### Exercise instructions:
Pick the lines holding the string "await" out of the records and copy them.

### Data for processing:
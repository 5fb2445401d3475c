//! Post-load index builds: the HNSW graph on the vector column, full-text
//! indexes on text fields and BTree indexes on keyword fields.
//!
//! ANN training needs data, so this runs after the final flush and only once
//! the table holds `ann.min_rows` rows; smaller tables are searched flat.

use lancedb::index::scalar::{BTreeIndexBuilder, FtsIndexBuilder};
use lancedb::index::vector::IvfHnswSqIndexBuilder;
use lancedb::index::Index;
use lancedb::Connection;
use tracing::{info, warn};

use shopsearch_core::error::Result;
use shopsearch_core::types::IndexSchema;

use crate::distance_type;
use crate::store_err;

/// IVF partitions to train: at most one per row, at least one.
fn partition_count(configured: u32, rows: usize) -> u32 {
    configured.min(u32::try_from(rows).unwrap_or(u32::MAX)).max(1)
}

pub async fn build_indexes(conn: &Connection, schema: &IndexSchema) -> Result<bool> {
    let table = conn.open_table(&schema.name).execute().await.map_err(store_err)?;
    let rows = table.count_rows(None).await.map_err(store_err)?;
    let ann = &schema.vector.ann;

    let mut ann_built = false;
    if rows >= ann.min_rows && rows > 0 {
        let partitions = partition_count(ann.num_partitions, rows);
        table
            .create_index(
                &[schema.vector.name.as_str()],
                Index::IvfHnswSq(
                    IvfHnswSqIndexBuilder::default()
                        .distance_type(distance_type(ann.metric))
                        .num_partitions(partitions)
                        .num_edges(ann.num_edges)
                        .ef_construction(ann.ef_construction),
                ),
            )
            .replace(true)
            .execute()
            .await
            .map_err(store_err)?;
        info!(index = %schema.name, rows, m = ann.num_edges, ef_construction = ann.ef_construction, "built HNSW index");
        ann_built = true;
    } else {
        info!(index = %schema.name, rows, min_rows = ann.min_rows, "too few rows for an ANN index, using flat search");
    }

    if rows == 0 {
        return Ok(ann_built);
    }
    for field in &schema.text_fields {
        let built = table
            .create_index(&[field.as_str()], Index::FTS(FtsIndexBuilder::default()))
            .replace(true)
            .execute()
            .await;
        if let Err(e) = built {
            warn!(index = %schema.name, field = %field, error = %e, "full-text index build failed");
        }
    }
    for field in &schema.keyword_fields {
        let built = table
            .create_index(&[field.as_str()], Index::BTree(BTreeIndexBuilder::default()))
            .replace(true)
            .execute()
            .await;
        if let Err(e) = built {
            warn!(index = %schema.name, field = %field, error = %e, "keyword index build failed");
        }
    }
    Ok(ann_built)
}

### Reply:
    let table = conn.open_table(&schema.name).execute().await.map_err(store_err)?;
    let rows = table.count_rows(None).await.map_err(store_err)?;
            .await
            .await;
            .await;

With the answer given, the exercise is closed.